L’ALLIEVO<BR>

Il pianto del maestro Nazzareno Carusi

 A Celano, dopo un concerto, Vittoriano Esposito mi strinse forte. Poi, con lo sguardo dolcissimo e profondo, mi disse che quando si fosse "avventurato nei giardini dell'oltre" avrebbe voluto avermi lì a suonare. Lo promisi. Ma la vita decide se i nostri desideri, anche i più grandi, hanno da realizzarsi o no. Sono qui, mio professore; ma non al pianoforte. Scrivo da Ravenna. Ho un'ernia al disco fastidiosa. Allora, in attesa del concerto che farò per lei, mi sforzo di dipingerle gli affetti che la notizia del suo viaggio all'aldilà squaderna in me. Lei, i suoi scritti, le lezioni, le sue dediche, i commenti, le sue osservazioni e il modo pacato, ma fermissimo, d'esprimere giudizi, avete dato alla mia musica la capacità d'immergersi, senza alcun timore di smarrirsi, negli spazi sconfinati e anche scoscesi della lingua nostra.

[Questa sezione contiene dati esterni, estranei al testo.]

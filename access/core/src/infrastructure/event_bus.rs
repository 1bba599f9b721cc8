// Copyright (c) 2026 100monkeys.ai
// SPDX-License-Identifier: AGPL-3.0

// Event Bus Implementation - Pub/Sub for Access-Control Events
//
// Provides in-memory event streaming using tokio broadcast channels.
// Observers (CLI logging, tests) subscribe; publishers never wait on them.
//
// In-memory only: events are lost on restart.

use std::sync::Arc;
use tokio::sync::broadcast;
use tracing::{debug, warn};

use crate::domain::events::AccessControlEvent;

/// Event bus for publishing and subscribing to access-control events
#[derive(Clone)]
pub struct EventBus {
    sender: Arc<broadcast::Sender<AccessControlEvent>>,
}

impl EventBus {
    /// Create a new event bus with specified channel capacity
    /// Capacity determines how many events can be buffered before dropping old ones
    pub fn new(capacity: usize) -> Self {
        let (sender, _) = broadcast::channel(capacity);
        Self {
            sender: Arc::new(sender),
        }
    }

    /// Create event bus with default capacity (1000)
    pub fn with_default_capacity() -> Self {
        Self::new(1000)
    }

    /// Publish an event to all subscribers
    pub fn publish(&self, event: AccessControlEvent) {
        debug!("Publishing event: {:?}", event);

        let receiver_count = self.sender.send(event).unwrap_or(0);
        if receiver_count == 0 {
            debug!("No subscribers listening to event");
        }
    }

    /// Subscribe to all events
    pub fn subscribe(&self) -> EventReceiver {
        EventReceiver {
            receiver: self.sender.subscribe(),
            subject: None,
        }
    }

    /// Subscribe to events about one resource, stream or domain
    pub fn subscribe_subject(&self, subject: impl Into<String>) -> EventReceiver {
        EventReceiver {
            receiver: self.sender.subscribe(),
            subject: Some(subject.into()),
        }
    }

    /// Get the number of active subscribers
    pub fn subscriber_count(&self) -> usize {
        self.sender.receiver_count()
    }
}

impl Default for EventBus {
    fn default() -> Self {
        Self::with_default_capacity()
    }
}

/// Receiver for access-control events, optionally filtered by subject
pub struct EventReceiver {
    receiver: broadcast::Receiver<AccessControlEvent>,
    subject: Option<String>,
}

impl EventReceiver {
    /// Receive the next matching event
    pub async fn recv(&mut self) -> Result<AccessControlEvent, EventBusError> {
        loop {
            let event = self.receiver.recv().await.map_err(|e| match e {
                broadcast::error::RecvError::Closed => EventBusError::Closed,
                broadcast::error::RecvError::Lagged(n) => {
                    warn!("Event receiver lagged by {} events", n);
                    EventBusError::Lagged(n)
                }
            })?;
            if self.matches(&event) {
                return Ok(event);
            }
        }
    }

    /// Try to receive a matching event without blocking
    pub fn try_recv(&mut self) -> Result<AccessControlEvent, EventBusError> {
        loop {
            let event = self.receiver.try_recv().map_err(|e| match e {
                broadcast::error::TryRecvError::Empty => EventBusError::Empty,
                broadcast::error::TryRecvError::Closed => EventBusError::Closed,
                broadcast::error::TryRecvError::Lagged(n) => {
                    warn!("Event receiver lagged by {} events", n);
                    EventBusError::Lagged(n)
                }
            })?;
            if self.matches(&event) {
                return Ok(event);
            }
        }
    }

    fn matches(&self, event: &AccessControlEvent) -> bool {
        self.subject
            .as_deref()
            .map_or(true, |subject| event.subject() == subject)
    }
}

/// Errors that can occur when receiving events
#[derive(Debug, thiserror::Error)]
pub enum EventBusError {
    #[error("Event bus is closed")]
    Closed,

    #[error("No events available")]
    Empty,

    #[error("Receiver lagged by {0} events (events were dropped)")]
    Lagged(u64),
}

#[cfg(test)]
mod tests {
    use super::*;
    use chrono::Utc;

    fn added(resource: &str) -> AccessControlEvent {
        AccessControlEvent::AuthorizationAdded {
            resource_uri: resource.to_string(),
            rule_id: "http://example.org/rule".to_string(),
            added_at: Utc::now(),
        }
    }

    #[tokio::test]
    async fn test_event_bus_publish_subscribe() {
        let event_bus = EventBus::new(10);
        let mut receiver = event_bus.subscribe();

        event_bus.publish(added("http://example.org/door"));

        let received = receiver.recv().await.unwrap();
        assert_eq!(received.subject(), "http://example.org/door");
    }

    #[tokio::test]
    async fn test_subject_filter() {
        let event_bus = EventBus::new(10);
        let mut receiver = event_bus.subscribe_subject("http://example.org/window");

        event_bus.publish(added("http://example.org/door"));
        event_bus.publish(added("http://example.org/window"));

        let received = receiver.recv().await.unwrap();
        assert_eq!(received.subject(), "http://example.org/window");
        assert!(matches!(receiver.try_recv(), Err(EventBusError::Empty)));
    }

    #[test]
    fn test_publish_without_subscribers() {
        let event_bus = EventBus::default();
        event_bus.publish(added("http://example.org/door"));
        assert_eq!(event_bus.subscriber_count(), 0);
    }

    #[tokio::test]
    async fn test_lagged_receiver() {
        let event_bus = EventBus::new(2);
        let mut receiver = event_bus.subscribe();
        for _ in 0..5 {
            event_bus.publish(added("http://example.org/door"));
        }
        assert!(matches!(receiver.try_recv(), Err(EventBusError::Lagged(_))));
    }
}
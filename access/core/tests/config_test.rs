// Copyright (c) 2026 100monkeys.ai
// SPDX-License-Identifier: AGPL-3.0

use ctxguard_core::application::membership_engine::load_domain_rules;
use ctxguard_core::domain::context_domain::group_uri_from_domain;
use ctxguard_core::domain::service_config::AccessControlConfig;

const CONFIG: &str = r#"
apiVersion: ctxguard/v1
kind: AccessControlConfig
metadata:
  name: lab-node
spec:
  service:
    base_uri: http://localhost:8080/
    bus_timeout_ms: 1500
  context_management:
    fail_closed_on_missing_shapes: true
    static_context: context/static.ttl
    profiled_context: https://profiles.example.org/agents.ttl
    context_streams:
      - stream_uri: http://example.org/streams/LocatedAt
        generator:
          kind: located-at
          interval_ms: 2000
          agent: http://example.org/alexAgent
          location: http://example.org/lab308
    context_domains:
      - domain_uri: http://example.org/domains/lab308
        streams: [http://example.org/streams/LocatedAt]
        membership_rules: [rules/presence.yaml]
  policies:
    - workspace: lab
      artifact: door
      document: policies/door.ttl
    - resource_uri: http://localhost:8080/workspaces/lab/artifacts/lamp
      document: /srv/policies/lamp.ttl
"#;

const RULE: &str = r#"
id: presence
window: { range_ms: 10000, step_ms: 0 }
where:
  - ["?a", "consert:assertionSubject", "?agent"]
construct:
  - ["?agent", "cashmere:memberIn", "$group"]
"#;

#[test]
fn test_relative_locations_resolve_against_config_dir() {
    let dir = tempfile::tempdir().unwrap();
    let path = dir.path().join("ctxguard-config.yaml");
    std::fs::write(&path, CONFIG).unwrap();

    let config = AccessControlConfig::from_yaml_file(&path).unwrap();
    config.validate().unwrap();

    assert_eq!(config.spec.service.bus_timeout_ms, 1500);
    assert!(config.spec.context_management.fail_closed_on_missing_shapes);
    assert_eq!(
        config.resolve_location("context/static.ttl"),
        dir.path().join("context/static.ttl").display().to_string()
    );
    assert_eq!(
        config.resolve_location("https://profiles.example.org/agents.ttl"),
        "https://profiles.example.org/agents.ttl"
    );
    assert_eq!(config.resolve_location("/srv/policies/lamp.ttl"), "/srv/policies/lamp.ttl");

    let base = &config.spec.service.base_uri;
    let resources: Vec<String> = config
        .spec
        .policies
        .iter()
        .filter_map(|p| p.resource_iri(base))
        .collect();
    assert_eq!(
        resources,
        vec![
            "http://localhost:8080/workspaces/lab/artifacts/door".to_string(),
            "http://localhost:8080/workspaces/lab/artifacts/lamp".to_string(),
        ]
    );
    assert_eq!(
        config.stream_callback_url(),
        "http://localhost:8080/context/streams/updates"
    );
}

#[test]
fn test_rule_files_load_from_config_dir() {
    let dir = tempfile::tempdir().unwrap();
    std::fs::create_dir_all(dir.path().join("rules")).unwrap();
    std::fs::write(dir.path().join("rules/presence.yaml"), RULE).unwrap();
    let path = dir.path().join("ctxguard-config.yaml");
    std::fs::write(&path, CONFIG).unwrap();

    let config = AccessControlConfig::from_yaml_file(&path).unwrap();
    let domain = &config.spec.context_management.context_domains[0];
    let rules = load_domain_rules(domain, &group_uri_from_domain(&domain.domain_uri), &config).unwrap();
    assert_eq!(rules.len(), 1);
    assert_eq!(rules[0].id, "presence");
    assert!(rules[0].listens_to("http://example.org/streams/LocatedAt"));
}

#[test]
fn test_round_trip_through_file() {
    let dir = tempfile::tempdir().unwrap();
    let config = AccessControlConfig::from_yaml_str(CONFIG).unwrap();
    let out = dir.path().join("saved.yaml");
    config.to_yaml_file(&out).unwrap();

    let reloaded = AccessControlConfig::from_yaml_file(&out).unwrap();
    reloaded.validate().unwrap();
    assert_eq!(reloaded.spec.policies.len(), 2);
    assert_eq!(reloaded.spec.context_management.context_streams.len(), 1);
    let generator = reloaded.spec.context_management.context_streams[0]
        .generator
        .as_ref()
        .unwrap();
    assert_eq!(generator.options.get("location").map(String::as_str), Some("http://example.org/lab308"));
}

#[test]
fn test_invalid_manifests_rejected() {
    for (broken, needle) in [
        (CONFIG.replace("kind: AccessControlConfig", "kind: NodeConfig"), "kind"),
        (CONFIG.replace("bus_timeout_ms: 1500", "bus_timeout_ms: 0"), "bus_timeout_ms"),
        (
            CONFIG.replace(
                "streams: [http://example.org/streams/LocatedAt]",
                "streams: [http://example.org/streams/Temperature]",
            ),
            "undeclared stream",
        ),
        (CONFIG.replace("    - workspace: lab\n", "    - workspace_typo: lab\n"), "resource"),
    ] {
        let config = AccessControlConfig::from_yaml_str(&broken).unwrap();
        let err = config.validate().unwrap_err().to_string();
        assert!(err.contains(needle), "expected '{needle}' in '{err}'");
    }
}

Non avrei mai letto Dante con la stessa luce a illuminarmi il verso se non avessi avuto lei al liceo. E poi Silone. Indimenticabile e commovente. Alla lezione sul Segreto di Luca, risalendo via Marconi piansi. E mi portai dentro quella nostalgia d'amore che spiega il genio d'arte. Due mesi fa ho detto addio a mio padre e lei era là, sofferente ma vicino come sempre. Un mese fa ho perso il mio maestro al pianoforte. Oggi va via lei, senza le mie note. Amato professore. Il cuore piange.